Stored data —
*** Block opens ***

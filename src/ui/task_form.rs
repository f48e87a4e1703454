use crate::model::interval::midnight;
use crate::model::{Priority, Task, TaskId};
use crate::ui::theme;
use chrono::{Duration, NaiveDate, NaiveDateTime, NaiveTime, Timelike};
use egui::{Color32, Context, RichText, Ui, Window};

#[derive(Debug, Clone, Copy, PartialEq, Eq, thiserror::Error)]
pub enum FormError {
    #[error("title must not be empty")]
    EmptyTitle,
    #[error("start must be before end")]
    StartNotBeforeEnd,
}

/// Editable copy of a task, split into the pieces the widgets bind to.
#[derive(Debug, Clone, PartialEq)]
pub struct TaskForm {
    /// `None` while creating.
    editing: Option<TaskId>,
    pub title: String,
    pub description: String,
    pub category: String,
    pub start_date: NaiveDate,
    pub start_hour: u32,
    pub start_minute: u32,
    pub end_date: NaiveDate,
    pub end_hour: u32,
    pub end_minute: u32,
    pub priority: Priority,
    pub color: Color32,
    pub completed: bool,
    pub error: Option<FormError>,
}

pub enum FormAction {
    None,
    Cancel,
    Save(Task),
    Delete(TaskId),
}

impl TaskForm {
    pub fn create(start: NaiveDateTime, end: NaiveDateTime, color: Color32) -> Self {
        Self {
            editing: None,
            title: String::new(),
            description: String::new(),
            category: String::new(),
            start_date: start.date(),
            start_hour: start.hour(),
            start_minute: start.minute(),
            end_date: end.date(),
            end_hour: end.hour(),
            end_minute: end.minute(),
            priority: Priority::default(),
            color,
            completed: false,
            error: None,
        }
    }

    /// Whole-day task on `day`, as opened from an empty grid cell.
    pub fn quick_create(day: NaiveDate, color: Color32) -> Self {
        Self::create(midnight(day), midnight(day + Duration::days(1)), color)
    }

    pub fn edit(task: &Task) -> Self {
        Self {
            editing: Some(task.id),
            title: task.title.clone(),
            description: task.description.clone().unwrap_or_default(),
            category: task.category.clone().unwrap_or_default(),
            priority: task.priority,
            completed: task.completed,
            ..Self::create(task.start, task.end, task.color)
        }
    }

    pub fn editing(&self) -> Option<TaskId> {
        self.editing
    }

    pub fn start(&self) -> NaiveDateTime {
        at_time(self.start_date, self.start_hour, self.start_minute)
    }

    pub fn end(&self) -> NaiveDateTime {
        at_time(self.end_date, self.end_hour, self.end_minute)
    }

    /// Build the task this form describes. Edits keep their id.
    pub fn to_task(&self) -> Result<Task, FormError> {
        let title = self.title.trim();
        if title.is_empty() {
            return Err(FormError::EmptyTitle);
        }
        let mut task = Task::new(title, self.start(), self.end());
        if !task.has_valid_interval() {
            return Err(FormError::StartNotBeforeEnd);
        }
        if let Some(id) = self.editing {
            task.id = id;
        }
        task.description = non_empty(&self.description);
        task.category = non_empty(&self.category);
        task.priority = self.priority;
        task.color = self.color;
        task.completed = self.completed;
        Ok(task)
    }
}

fn at_time(date: NaiveDate, hour: u32, minute: u32) -> NaiveDateTime {
    let time = NaiveTime::from_hms_opt(hour.min(23), minute.min(59), 0).unwrap_or(NaiveTime::MIN);
    date.and_time(time)
}

fn non_empty(s: &str) -> Option<String> {
    let s = s.trim();
    (!s.is_empty()).then(|| s.to_string())
}

/// Render the create/edit dialog. Escape cancels.
pub fn show_task_form(form: &mut TaskForm, palette: &[Color32], ctx: &Context) -> FormAction {
    let mut action = FormAction::None;
    let title = if form.editing.is_some() {
        "Edit Task"
    } else {
        "New Task"
    };

    Window::new(RichText::new(title).strong().size(14.0))
        .resizable(false)
        .collapsible(false)
        .anchor(egui::Align2::CENTER_CENTER, [0.0, 0.0])
        .fixed_size([380.0, 0.0])
        .show(ctx, |ui| {
            ui.visuals_mut().extreme_bg_color = Color32::from_rgb(20, 20, 28);
            ui.add_space(4.0);

            egui::Grid::new("task_form_grid")
                .num_columns(2)
                .striped(false)
                .spacing([12.0, 8.0])
                .show(ui, |ui| {
                    field_label(ui, "Title");
                    ui.add_sized(
                        [250.0, 24.0],
                        egui::TextEdit::singleline(&mut form.title).hint_text("Task title..."),
                    );
                    ui.end_row();

                    field_label(ui, "Start");
                    datetime_row(
                        ui,
                        "form_start",
                        &mut form.start_date,
                        &mut form.start_hour,
                        &mut form.start_minute,
                    );
                    ui.end_row();

                    field_label(ui, "End");
                    datetime_row(
                        ui,
                        "form_end",
                        &mut form.end_date,
                        &mut form.end_hour,
                        &mut form.end_minute,
                    );
                    ui.end_row();

                    field_label(ui, "Priority");
                    let selected = format!("{} {}", form.priority.icon(), form.priority.label());
                    egui::ComboBox::from_id_salt("form_priority")
                        .selected_text(selected)
                        .width(140.0)
                        .show_ui(ui, |ui| {
                            for p in Priority::all() {
                                ui.selectable_value(
                                    &mut form.priority,
                                    *p,
                                    format!("{} {}", p.icon(), p.label()),
                                );
                            }
                        });
                    ui.end_row();

                    field_label(ui, "Category");
                    ui.add_sized(
                        [250.0, 24.0],
                        egui::TextEdit::singleline(&mut form.category).hint_text("optional"),
                    );
                    ui.end_row();

                    field_label(ui, "Color");
                    ui.horizontal_wrapped(|ui| {
                        for color in palette {
                            color_swatch(ui, &mut form.color, *color);
                        }
                    });
                    ui.end_row();

                    field_label(ui, "Notes");
                    ui.add_sized(
                        [250.0, 60.0],
                        egui::TextEdit::multiline(&mut form.description),
                    );
                    ui.end_row();

                    ui.label("");
                    ui.checkbox(&mut form.completed, "Completed");
                    ui.end_row();
                });

            if let Some(err) = form.error {
                ui.add_space(4.0);
                ui.label(
                    RichText::new(format!("{} {}", egui_phosphor::regular::WARNING, err))
                        .color(theme::TEXT_ERROR),
                );
            }

            ui.add_space(6.0);
            ui.separator();
            ui.add_space(4.0);

            ui.horizontal(|ui| {
                let save = egui::Button::new(RichText::new("Save").color(Color32::WHITE))
                    .fill(theme::ACCENT)
                    .rounding(egui::Rounding::same(4.0));
                if ui.add_sized([80.0, 28.0], save).clicked() {
                    match form.to_task() {
                        Ok(task) => action = FormAction::Save(task),
                        Err(err) => form.error = Some(err),
                    }
                }
                if ui.add_sized([80.0, 28.0], egui::Button::new("Cancel")).clicked() {
                    action = FormAction::Cancel;
                }
                if let Some(id) = form.editing {
                    ui.with_layout(egui::Layout::right_to_left(egui::Align::Center), |ui| {
                        let delete = egui::Button::new(
                            RichText::new(format!("{} Delete", egui_phosphor::regular::TRASH))
                                .color(theme::TEXT_ERROR),
                        )
                        .frame(false);
                        if ui.add(delete).clicked() {
                            action = FormAction::Delete(id);
                        }
                    });
                }
            });
            ui.add_space(2.0);
        });

    if ctx.input(|i| i.key_pressed(egui::Key::Escape)) {
        action = FormAction::Cancel;
    }
    action
}

fn field_label(ui: &mut Ui, text: &str) {
    ui.label(RichText::new(text).color(theme::TEXT_SECONDARY));
}

fn datetime_row(ui: &mut Ui, salt: &str, date: &mut NaiveDate, hour: &mut u32, minute: &mut u32) {
    ui.horizontal(|ui| {
        ui.add(egui_extras::DatePickerButton::new(date).id_salt(salt));
        ui.add(egui::DragValue::new(hour).range(0..=23).suffix("h"));
        ui.add(egui::DragValue::new(minute).range(0..=59).speed(5.0).suffix("m"));
    });
}

fn color_swatch(ui: &mut Ui, current: &mut Color32, color: Color32) {
    let (rect, response) = ui.allocate_exact_size(egui::vec2(20.0, 20.0), egui::Sense::click());
    ui.painter().rect_filled(rect, 4.0, color);
    if *current == color {
        ui.painter()
            .rect_stroke(rect.expand(1.5), 5.0, egui::Stroke::new(2.0, Color32::WHITE));
    }
    if response.clicked() {
        *current = color;
    }
}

*** Block closes ***

Activity — Out of the listing above, reproduce exactly the lines from the one with "pub fn editing(&self)" up to and including the one with "pub fn end(&self)".

Answer box —
    pub fn editing(&self) -> Option<TaskId> {
        self.editing
    }

    pub fn start(&self) -> NaiveDateTime {
        at_time(self.start_date, self.start_hour, self.start_minute)
    }

    pub fn end(&self) -> NaiveDateTime {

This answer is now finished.